Scan the records and identify every line in which the string "tokens" occurs, then return those lines.

****************

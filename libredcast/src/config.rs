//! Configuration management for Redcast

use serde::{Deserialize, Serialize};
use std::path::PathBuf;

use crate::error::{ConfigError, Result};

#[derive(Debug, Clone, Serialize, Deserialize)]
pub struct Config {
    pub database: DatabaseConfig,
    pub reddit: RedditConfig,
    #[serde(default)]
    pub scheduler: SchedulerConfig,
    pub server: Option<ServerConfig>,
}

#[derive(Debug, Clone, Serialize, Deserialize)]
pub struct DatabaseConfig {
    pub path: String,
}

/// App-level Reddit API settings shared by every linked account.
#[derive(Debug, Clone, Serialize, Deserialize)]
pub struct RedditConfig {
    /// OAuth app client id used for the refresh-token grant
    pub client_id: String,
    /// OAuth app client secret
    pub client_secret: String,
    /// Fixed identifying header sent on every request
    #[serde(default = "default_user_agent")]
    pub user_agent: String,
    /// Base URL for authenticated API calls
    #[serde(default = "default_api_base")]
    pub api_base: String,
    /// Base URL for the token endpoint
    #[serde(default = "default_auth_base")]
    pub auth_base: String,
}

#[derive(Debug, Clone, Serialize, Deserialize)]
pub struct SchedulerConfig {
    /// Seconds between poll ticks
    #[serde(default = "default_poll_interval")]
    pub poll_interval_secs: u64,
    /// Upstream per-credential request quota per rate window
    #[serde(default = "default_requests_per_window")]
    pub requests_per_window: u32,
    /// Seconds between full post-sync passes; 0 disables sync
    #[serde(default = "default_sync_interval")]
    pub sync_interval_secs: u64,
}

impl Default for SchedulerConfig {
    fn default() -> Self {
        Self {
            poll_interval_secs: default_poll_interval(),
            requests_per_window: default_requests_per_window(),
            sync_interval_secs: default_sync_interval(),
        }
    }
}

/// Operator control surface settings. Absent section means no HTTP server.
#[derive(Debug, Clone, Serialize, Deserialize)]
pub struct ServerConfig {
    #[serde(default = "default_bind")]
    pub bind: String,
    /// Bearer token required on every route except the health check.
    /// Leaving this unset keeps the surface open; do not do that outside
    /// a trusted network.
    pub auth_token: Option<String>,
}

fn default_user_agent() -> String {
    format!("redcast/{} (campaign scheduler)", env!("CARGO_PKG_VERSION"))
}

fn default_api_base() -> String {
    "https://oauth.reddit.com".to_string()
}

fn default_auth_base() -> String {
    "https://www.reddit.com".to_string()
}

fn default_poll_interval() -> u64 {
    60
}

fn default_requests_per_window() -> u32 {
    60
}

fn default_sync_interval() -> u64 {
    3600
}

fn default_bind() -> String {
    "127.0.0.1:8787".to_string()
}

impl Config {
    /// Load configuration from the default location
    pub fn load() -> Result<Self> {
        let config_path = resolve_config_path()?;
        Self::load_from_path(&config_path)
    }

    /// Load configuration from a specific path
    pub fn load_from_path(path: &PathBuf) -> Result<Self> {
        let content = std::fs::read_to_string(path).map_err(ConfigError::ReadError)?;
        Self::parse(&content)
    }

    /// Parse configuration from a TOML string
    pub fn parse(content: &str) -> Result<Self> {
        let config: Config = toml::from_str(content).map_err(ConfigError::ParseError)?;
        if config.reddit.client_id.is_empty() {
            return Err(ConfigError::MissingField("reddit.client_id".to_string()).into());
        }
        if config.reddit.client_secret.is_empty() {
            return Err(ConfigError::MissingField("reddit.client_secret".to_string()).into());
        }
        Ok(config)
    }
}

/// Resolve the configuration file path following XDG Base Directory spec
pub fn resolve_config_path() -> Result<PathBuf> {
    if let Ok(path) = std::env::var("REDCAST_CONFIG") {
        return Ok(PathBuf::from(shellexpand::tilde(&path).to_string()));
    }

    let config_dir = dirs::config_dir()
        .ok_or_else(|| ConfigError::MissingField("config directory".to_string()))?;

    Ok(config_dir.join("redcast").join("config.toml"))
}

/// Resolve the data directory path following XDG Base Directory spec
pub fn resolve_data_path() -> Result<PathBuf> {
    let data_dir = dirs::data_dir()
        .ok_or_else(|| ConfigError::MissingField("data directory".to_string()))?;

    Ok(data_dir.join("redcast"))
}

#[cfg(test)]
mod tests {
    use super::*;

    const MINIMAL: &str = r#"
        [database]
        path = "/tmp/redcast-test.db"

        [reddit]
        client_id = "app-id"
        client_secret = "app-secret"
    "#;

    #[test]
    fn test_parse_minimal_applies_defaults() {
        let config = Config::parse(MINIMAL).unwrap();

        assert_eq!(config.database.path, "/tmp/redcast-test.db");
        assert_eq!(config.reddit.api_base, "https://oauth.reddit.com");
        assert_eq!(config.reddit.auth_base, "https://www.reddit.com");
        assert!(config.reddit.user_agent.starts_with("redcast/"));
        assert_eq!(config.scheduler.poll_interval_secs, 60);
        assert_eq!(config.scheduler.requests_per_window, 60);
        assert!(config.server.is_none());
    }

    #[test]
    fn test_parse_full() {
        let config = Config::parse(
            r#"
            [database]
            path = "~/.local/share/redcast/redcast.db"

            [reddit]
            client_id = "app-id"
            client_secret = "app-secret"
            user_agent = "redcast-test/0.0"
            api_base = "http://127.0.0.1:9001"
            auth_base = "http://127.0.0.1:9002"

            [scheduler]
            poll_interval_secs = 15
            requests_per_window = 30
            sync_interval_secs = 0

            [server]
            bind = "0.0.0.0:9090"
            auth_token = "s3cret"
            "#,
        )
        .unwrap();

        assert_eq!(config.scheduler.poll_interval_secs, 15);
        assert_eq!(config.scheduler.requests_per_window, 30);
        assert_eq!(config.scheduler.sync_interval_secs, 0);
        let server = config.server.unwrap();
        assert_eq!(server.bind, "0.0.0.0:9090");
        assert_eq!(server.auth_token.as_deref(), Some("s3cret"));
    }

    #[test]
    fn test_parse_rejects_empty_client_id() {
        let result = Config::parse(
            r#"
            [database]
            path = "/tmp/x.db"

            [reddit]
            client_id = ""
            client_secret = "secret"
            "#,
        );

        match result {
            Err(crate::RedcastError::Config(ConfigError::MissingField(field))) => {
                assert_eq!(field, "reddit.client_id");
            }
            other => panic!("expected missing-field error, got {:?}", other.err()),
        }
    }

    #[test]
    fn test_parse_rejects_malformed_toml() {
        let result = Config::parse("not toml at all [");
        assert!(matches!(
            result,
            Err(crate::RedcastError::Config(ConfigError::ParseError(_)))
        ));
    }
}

****************

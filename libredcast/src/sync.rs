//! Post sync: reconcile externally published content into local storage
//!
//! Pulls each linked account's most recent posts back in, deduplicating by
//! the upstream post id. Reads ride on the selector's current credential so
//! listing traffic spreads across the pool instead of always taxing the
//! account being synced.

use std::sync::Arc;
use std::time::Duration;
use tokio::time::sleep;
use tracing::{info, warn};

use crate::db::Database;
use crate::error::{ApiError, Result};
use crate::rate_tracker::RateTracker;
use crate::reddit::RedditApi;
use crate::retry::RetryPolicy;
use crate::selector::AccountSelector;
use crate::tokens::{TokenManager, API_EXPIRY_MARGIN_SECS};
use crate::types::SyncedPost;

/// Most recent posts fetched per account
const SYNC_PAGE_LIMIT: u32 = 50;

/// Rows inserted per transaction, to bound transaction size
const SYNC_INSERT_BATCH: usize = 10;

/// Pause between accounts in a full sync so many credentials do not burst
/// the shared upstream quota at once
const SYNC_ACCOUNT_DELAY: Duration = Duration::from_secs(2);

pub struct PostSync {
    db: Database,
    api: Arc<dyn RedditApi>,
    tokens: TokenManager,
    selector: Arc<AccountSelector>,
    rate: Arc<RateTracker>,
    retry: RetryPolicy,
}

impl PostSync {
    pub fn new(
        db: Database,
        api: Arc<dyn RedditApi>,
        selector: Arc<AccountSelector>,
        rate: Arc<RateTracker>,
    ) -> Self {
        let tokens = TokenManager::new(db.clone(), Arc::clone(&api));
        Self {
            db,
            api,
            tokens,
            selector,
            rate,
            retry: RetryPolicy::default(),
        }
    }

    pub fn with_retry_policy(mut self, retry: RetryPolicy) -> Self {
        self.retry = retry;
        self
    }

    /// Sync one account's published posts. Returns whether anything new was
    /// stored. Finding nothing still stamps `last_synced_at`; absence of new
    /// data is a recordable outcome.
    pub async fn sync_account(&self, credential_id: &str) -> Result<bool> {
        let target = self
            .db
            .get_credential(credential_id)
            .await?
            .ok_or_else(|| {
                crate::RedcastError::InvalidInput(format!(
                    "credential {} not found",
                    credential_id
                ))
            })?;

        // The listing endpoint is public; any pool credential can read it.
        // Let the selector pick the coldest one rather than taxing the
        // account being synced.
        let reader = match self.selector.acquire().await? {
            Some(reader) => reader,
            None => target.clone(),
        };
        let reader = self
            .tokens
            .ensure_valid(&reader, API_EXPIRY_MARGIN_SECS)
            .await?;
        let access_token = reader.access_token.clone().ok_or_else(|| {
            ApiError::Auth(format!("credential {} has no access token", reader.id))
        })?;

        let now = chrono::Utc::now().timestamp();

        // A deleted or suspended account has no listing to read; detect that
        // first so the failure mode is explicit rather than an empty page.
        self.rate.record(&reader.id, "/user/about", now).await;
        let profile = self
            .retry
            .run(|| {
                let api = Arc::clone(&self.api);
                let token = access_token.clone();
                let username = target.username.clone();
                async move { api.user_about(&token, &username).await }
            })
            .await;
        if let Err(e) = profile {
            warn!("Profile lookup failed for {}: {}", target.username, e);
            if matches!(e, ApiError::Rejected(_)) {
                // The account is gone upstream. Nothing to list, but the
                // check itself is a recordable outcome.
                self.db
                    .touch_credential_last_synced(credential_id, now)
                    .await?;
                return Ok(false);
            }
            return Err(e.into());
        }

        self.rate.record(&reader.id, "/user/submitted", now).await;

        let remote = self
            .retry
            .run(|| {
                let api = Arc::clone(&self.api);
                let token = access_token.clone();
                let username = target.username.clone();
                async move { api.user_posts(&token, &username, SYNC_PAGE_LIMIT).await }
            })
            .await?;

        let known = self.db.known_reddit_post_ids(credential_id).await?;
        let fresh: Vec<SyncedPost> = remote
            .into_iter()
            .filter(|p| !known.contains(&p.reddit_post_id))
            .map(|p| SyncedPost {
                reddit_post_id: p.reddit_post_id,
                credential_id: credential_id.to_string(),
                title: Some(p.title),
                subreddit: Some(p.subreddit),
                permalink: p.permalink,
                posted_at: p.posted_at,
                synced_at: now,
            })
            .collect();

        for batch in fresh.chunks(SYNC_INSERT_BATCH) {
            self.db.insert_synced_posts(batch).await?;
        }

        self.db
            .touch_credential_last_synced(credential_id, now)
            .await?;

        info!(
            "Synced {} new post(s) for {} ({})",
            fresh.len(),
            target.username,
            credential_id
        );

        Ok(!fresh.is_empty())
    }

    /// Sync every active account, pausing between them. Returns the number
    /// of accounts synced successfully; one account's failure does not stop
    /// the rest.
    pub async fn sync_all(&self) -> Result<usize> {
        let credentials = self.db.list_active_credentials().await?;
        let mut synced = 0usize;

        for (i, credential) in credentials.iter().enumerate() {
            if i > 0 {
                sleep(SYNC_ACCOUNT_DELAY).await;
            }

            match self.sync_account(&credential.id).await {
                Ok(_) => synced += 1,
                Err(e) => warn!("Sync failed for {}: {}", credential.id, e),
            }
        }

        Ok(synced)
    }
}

****************

* _ANSWER TO THIS PROBLEM_
use crate::tokens::{TokenManager, API_EXPIRY_MARGIN_SECS};
    tokens: TokenManager,
        let tokens = TokenManager::new(db.clone(), Arc::clone(&api));
            tokens,
            .tokens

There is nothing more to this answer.